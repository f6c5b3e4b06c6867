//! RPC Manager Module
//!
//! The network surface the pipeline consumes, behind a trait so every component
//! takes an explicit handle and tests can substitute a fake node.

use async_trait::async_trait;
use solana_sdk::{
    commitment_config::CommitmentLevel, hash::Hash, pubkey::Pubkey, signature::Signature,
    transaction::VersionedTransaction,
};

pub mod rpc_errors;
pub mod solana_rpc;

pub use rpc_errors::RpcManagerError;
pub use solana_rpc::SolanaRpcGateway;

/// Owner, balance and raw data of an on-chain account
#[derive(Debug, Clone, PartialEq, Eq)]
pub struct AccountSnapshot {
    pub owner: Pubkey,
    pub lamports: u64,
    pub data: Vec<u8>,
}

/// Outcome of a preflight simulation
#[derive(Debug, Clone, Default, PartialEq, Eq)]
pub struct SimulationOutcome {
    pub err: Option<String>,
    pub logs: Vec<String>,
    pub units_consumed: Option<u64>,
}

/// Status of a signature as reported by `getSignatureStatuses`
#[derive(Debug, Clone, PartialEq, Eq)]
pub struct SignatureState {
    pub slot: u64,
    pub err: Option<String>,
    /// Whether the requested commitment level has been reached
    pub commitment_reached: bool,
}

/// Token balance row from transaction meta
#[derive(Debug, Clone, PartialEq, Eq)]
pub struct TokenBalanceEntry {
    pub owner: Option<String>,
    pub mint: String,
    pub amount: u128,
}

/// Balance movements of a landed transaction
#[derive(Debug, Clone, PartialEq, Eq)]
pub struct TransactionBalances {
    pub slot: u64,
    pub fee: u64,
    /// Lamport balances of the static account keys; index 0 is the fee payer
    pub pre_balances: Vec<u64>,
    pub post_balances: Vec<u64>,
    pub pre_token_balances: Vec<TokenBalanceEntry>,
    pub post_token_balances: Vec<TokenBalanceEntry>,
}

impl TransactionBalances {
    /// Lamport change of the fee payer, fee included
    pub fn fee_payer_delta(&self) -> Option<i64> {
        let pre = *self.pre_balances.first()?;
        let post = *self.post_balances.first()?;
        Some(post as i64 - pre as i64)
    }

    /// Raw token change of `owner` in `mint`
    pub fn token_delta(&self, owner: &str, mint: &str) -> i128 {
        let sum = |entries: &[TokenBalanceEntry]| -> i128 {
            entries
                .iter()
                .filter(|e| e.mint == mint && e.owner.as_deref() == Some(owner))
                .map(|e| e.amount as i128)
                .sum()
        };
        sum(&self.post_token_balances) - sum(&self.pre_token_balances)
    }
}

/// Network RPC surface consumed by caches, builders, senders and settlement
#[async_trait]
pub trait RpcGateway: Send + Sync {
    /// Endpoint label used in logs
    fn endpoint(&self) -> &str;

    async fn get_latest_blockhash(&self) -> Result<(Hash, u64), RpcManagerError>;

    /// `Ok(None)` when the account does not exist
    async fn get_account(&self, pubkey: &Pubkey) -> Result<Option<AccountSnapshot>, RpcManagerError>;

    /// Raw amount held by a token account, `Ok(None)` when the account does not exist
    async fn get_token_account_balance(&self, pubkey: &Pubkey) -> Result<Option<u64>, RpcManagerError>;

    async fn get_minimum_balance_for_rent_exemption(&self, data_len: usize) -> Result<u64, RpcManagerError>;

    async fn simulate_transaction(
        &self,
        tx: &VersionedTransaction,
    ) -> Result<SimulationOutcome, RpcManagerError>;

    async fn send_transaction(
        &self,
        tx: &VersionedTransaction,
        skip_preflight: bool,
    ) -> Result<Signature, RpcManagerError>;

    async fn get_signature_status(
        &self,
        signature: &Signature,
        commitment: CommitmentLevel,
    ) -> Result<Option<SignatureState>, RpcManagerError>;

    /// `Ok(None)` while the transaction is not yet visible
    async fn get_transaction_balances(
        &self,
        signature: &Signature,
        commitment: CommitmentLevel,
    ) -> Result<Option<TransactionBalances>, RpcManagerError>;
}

════════════════════

- [Exercise requirements]
Pull every line containing "SignatureState" out of the material and copy it.

- [Task answer]
pub struct SignatureState {
    ) -> Result<Option<SignatureState>, RpcManagerError>;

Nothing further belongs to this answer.